RECORDS FOR PROCESSING below:

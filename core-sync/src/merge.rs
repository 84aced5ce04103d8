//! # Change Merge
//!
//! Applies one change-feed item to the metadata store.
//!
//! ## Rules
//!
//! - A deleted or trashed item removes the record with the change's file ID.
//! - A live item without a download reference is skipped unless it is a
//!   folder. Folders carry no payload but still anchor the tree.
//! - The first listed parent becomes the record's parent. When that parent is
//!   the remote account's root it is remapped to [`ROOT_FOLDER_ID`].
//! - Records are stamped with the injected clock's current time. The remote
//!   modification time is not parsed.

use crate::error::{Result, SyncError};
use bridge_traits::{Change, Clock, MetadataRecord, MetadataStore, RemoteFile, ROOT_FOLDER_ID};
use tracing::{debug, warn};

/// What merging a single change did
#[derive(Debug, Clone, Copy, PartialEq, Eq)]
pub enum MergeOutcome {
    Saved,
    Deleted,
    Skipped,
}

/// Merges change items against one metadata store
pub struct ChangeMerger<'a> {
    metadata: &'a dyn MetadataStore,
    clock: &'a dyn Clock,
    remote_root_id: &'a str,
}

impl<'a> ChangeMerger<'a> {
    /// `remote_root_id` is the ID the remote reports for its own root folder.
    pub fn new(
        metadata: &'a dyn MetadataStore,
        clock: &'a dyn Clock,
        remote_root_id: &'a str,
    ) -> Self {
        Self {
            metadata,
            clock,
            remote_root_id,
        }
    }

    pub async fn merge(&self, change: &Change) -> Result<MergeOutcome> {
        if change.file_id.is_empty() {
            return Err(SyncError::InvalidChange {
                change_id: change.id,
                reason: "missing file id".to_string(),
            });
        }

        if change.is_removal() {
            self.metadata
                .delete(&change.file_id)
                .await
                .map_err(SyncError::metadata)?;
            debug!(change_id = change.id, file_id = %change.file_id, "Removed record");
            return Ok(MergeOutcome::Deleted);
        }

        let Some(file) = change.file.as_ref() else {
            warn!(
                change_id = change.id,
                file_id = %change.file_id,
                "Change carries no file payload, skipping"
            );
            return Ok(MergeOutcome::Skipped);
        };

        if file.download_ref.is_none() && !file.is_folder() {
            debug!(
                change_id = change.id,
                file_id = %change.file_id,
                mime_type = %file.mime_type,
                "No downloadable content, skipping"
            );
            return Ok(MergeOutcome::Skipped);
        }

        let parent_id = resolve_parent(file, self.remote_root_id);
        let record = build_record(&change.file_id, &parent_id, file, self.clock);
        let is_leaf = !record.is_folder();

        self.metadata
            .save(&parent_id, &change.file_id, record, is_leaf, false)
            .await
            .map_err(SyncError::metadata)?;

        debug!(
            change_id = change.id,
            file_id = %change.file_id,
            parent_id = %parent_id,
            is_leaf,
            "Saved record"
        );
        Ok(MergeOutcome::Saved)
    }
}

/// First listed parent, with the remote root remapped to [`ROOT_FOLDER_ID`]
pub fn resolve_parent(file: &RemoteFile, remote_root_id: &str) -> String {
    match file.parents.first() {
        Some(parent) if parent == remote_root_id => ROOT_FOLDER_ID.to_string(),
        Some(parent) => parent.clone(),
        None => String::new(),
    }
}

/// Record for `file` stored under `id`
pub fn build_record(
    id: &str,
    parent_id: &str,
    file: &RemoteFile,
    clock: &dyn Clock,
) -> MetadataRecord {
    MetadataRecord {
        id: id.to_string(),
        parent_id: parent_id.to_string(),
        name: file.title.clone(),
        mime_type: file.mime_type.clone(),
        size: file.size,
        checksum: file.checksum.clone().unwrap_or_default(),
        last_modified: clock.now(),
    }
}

End of RECORDS FOR PROCESSING.
RECORDS FOR PROCESSING below:

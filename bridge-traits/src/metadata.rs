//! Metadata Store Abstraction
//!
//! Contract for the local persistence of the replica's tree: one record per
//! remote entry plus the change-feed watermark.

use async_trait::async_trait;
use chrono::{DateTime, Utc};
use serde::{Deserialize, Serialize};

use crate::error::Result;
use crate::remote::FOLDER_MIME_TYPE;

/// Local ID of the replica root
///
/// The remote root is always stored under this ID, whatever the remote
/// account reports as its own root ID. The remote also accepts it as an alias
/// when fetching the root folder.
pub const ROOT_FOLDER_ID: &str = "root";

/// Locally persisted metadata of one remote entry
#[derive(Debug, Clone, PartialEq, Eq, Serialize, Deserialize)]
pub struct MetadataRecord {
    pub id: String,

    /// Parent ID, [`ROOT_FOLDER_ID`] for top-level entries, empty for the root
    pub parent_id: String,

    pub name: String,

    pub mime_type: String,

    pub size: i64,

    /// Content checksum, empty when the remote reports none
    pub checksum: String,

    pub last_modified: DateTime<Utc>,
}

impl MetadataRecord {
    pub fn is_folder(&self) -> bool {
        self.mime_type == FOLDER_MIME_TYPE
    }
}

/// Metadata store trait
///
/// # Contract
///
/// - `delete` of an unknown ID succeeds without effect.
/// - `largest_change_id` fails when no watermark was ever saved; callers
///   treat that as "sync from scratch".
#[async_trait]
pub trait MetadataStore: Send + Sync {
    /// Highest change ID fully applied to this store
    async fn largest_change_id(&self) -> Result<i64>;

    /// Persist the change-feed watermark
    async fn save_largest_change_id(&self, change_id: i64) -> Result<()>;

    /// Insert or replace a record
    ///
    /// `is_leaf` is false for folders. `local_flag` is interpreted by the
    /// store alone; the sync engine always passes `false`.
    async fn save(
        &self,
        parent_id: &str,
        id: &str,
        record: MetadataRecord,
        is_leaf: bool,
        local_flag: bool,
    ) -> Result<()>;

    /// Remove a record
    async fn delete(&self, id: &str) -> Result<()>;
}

End of RECORDS FOR PROCESSING.
RECORDS FOR PROCESSING below:

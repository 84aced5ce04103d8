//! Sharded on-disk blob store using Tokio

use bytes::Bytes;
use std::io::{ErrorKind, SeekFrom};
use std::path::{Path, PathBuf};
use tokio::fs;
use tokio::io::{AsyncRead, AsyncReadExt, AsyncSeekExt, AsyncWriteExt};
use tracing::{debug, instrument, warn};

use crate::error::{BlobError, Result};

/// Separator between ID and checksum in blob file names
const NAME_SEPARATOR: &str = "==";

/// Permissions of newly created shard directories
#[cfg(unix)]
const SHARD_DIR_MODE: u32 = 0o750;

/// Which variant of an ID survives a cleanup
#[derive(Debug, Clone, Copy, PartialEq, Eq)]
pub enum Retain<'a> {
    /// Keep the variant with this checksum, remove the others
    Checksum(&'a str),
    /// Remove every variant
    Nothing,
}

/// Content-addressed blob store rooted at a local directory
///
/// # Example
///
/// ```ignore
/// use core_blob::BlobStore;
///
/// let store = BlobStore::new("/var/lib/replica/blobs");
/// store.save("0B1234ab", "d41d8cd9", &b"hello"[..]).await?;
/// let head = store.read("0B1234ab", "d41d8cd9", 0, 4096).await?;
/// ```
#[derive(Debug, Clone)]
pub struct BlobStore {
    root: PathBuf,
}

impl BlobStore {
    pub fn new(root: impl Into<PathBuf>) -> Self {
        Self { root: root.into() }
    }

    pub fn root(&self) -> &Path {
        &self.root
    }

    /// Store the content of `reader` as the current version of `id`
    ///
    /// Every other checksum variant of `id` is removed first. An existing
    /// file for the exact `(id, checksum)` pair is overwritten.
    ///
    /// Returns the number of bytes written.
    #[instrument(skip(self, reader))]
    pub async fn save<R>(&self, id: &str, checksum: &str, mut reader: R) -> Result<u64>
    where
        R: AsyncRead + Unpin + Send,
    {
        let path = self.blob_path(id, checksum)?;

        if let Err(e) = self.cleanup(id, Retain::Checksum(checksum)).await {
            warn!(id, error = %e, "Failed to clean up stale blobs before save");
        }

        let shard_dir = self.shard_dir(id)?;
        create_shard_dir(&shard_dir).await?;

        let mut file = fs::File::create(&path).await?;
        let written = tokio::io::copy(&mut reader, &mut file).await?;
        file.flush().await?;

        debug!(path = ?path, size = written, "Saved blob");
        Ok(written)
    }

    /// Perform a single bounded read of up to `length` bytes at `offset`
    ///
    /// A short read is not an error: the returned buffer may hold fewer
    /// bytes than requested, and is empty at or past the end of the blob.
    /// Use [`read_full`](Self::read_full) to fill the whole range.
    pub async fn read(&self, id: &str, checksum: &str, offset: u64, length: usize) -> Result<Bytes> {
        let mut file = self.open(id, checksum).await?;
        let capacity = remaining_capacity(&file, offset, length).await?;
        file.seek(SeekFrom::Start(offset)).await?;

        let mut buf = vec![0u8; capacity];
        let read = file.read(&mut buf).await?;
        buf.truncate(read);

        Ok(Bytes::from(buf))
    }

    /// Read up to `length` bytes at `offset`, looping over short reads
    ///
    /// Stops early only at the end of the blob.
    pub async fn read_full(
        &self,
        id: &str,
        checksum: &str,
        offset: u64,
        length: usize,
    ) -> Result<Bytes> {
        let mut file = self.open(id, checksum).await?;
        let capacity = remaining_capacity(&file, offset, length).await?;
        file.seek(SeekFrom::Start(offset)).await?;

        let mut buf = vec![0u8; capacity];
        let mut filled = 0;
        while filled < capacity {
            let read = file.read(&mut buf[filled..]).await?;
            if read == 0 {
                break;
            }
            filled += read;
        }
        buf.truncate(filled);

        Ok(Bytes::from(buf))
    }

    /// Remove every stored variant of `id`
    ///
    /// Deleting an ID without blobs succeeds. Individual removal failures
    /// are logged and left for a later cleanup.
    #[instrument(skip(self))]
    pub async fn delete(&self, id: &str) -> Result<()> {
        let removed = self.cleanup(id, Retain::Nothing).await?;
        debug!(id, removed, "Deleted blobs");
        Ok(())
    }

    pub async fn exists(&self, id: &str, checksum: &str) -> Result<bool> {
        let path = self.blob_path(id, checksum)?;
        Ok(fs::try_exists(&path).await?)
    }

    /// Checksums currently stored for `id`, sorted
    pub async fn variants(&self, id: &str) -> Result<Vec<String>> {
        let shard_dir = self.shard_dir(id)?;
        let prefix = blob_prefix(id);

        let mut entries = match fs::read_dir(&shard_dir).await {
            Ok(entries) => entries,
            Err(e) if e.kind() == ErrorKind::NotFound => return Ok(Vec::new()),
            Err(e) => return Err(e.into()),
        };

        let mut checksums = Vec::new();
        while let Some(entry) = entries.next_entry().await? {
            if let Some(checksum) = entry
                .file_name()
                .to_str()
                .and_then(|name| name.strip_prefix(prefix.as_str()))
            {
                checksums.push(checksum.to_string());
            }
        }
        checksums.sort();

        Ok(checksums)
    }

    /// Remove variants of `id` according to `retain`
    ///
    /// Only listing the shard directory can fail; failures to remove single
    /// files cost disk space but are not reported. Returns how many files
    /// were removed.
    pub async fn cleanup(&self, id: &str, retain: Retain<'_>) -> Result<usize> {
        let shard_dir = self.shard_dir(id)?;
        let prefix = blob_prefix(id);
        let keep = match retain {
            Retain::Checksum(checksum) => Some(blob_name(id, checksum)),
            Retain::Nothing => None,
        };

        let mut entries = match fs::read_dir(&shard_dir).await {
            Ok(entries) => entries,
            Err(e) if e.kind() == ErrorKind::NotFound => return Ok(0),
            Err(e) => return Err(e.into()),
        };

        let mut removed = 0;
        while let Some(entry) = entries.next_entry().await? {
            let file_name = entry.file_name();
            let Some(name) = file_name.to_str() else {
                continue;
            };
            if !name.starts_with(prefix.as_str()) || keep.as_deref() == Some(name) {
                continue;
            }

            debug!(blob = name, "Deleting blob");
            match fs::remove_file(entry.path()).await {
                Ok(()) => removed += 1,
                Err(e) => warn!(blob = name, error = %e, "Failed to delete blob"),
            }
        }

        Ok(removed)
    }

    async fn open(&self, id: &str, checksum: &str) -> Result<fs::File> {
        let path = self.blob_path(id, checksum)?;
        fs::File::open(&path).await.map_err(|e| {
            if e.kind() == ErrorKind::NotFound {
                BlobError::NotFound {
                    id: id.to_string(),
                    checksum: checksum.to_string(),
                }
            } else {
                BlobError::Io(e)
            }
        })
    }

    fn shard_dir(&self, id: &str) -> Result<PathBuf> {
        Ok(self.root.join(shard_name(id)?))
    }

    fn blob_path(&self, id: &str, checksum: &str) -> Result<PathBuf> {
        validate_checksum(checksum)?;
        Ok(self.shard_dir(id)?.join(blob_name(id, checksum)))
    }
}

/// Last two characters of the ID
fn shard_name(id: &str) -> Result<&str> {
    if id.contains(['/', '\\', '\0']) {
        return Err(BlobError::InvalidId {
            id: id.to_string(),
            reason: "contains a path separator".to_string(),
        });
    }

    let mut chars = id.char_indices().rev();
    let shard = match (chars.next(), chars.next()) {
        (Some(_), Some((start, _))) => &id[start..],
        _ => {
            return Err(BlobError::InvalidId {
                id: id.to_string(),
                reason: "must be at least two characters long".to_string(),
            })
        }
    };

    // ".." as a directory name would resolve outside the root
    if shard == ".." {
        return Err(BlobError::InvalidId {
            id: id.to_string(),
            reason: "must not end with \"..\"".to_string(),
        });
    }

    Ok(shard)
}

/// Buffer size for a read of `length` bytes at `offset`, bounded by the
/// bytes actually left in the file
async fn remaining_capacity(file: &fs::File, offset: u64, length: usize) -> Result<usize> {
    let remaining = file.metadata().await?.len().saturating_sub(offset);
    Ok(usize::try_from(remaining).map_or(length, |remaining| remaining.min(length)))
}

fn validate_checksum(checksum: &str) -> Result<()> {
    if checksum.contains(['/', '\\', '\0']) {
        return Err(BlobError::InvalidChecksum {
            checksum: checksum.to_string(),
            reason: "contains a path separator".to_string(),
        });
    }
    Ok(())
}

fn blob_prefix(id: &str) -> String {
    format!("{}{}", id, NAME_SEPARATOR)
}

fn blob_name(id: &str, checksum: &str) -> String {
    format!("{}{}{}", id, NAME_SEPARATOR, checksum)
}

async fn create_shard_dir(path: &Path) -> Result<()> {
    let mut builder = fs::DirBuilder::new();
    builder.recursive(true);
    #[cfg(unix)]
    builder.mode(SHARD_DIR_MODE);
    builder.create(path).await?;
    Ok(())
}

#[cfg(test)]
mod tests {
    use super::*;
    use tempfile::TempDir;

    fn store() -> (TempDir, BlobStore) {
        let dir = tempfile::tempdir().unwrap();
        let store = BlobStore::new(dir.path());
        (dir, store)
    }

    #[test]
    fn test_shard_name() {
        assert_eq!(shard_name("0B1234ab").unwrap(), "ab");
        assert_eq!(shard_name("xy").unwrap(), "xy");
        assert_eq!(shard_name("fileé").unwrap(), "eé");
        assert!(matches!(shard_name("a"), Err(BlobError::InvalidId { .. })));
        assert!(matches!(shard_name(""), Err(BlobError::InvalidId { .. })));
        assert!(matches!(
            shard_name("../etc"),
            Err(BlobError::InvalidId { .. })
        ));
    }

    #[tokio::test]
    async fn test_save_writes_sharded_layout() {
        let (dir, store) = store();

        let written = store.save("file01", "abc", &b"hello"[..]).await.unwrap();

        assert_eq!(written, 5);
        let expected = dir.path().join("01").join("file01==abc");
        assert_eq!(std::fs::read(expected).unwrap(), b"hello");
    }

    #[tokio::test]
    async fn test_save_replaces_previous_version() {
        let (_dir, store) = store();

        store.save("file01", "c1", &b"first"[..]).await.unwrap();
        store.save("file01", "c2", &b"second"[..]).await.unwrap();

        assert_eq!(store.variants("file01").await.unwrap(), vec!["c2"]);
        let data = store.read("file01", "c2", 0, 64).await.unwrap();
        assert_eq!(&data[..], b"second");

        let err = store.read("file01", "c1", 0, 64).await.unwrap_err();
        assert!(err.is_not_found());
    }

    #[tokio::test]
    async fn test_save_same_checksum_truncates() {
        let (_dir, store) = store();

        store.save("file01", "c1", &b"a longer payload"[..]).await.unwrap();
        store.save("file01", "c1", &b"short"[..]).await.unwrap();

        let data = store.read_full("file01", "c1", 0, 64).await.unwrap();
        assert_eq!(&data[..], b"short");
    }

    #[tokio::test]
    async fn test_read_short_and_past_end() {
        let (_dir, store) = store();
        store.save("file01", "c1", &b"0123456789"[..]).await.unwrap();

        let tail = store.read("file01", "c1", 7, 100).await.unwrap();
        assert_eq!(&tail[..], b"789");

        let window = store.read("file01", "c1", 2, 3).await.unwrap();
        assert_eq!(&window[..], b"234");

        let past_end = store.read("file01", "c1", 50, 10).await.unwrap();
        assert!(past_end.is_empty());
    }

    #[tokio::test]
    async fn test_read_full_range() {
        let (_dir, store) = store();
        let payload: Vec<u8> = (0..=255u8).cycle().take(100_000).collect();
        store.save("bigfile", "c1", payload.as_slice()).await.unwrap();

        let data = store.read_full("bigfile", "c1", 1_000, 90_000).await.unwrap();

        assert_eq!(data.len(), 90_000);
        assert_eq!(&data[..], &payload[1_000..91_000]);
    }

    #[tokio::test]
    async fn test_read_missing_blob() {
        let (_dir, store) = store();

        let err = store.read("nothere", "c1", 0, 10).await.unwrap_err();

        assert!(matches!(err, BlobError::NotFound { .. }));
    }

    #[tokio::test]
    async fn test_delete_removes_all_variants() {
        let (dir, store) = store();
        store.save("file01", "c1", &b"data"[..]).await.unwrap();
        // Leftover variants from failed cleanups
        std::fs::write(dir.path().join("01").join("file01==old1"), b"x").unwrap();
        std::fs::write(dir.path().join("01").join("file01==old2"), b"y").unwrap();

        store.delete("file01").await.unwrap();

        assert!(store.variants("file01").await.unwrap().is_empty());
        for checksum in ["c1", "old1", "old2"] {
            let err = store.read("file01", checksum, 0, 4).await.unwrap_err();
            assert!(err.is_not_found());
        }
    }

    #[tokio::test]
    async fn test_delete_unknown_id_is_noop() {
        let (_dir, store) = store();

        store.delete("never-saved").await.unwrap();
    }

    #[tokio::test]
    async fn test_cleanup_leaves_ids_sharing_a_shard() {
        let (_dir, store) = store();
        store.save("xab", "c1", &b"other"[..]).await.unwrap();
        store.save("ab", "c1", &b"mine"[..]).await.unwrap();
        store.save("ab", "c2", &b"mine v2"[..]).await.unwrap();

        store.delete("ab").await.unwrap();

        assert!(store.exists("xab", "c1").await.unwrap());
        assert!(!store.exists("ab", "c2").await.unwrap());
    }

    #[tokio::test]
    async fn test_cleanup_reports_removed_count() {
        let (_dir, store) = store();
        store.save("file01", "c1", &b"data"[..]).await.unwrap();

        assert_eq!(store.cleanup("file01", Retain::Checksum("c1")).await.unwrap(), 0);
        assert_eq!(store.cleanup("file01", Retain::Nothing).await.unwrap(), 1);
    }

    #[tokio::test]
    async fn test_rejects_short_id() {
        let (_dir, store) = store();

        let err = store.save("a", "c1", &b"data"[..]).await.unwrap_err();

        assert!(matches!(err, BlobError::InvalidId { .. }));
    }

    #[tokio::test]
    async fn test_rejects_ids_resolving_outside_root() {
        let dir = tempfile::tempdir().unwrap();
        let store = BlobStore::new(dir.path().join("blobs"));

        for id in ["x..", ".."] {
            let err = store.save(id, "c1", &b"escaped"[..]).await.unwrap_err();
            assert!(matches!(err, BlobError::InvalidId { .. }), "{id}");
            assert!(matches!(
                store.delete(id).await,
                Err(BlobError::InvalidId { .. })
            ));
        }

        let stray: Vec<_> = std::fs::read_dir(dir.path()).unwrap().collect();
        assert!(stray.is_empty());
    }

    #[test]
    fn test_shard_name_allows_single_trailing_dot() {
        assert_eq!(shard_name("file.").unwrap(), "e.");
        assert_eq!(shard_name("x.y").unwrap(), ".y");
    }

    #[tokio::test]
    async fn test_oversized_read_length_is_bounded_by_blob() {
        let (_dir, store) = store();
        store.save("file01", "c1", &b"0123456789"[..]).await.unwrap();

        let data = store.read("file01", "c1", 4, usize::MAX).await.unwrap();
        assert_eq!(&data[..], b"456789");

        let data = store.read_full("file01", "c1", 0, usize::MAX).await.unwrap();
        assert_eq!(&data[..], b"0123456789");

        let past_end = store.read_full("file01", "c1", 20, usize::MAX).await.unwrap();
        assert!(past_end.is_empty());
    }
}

End of RECORDS FOR PROCESSING.

__WORK REQUIRED__
Please make an exact copy of the lines above from the line with "as an alias" through the line with "for the root", both ends included.

__TASK RESULT__
/// account reports as its own root ID. The remote also accepts it as an alias
/// when fetching the root folder.
pub const ROOT_FOLDER_ID: &str = "root";

/// Locally persisted metadata of one remote entry
#[derive(Debug, Clone, PartialEq, Eq, Serialize, Deserialize)]
pub struct MetadataRecord {
    pub id: String,

    /// Parent ID, [`ROOT_FOLDER_ID`] for top-level entries, empty for the root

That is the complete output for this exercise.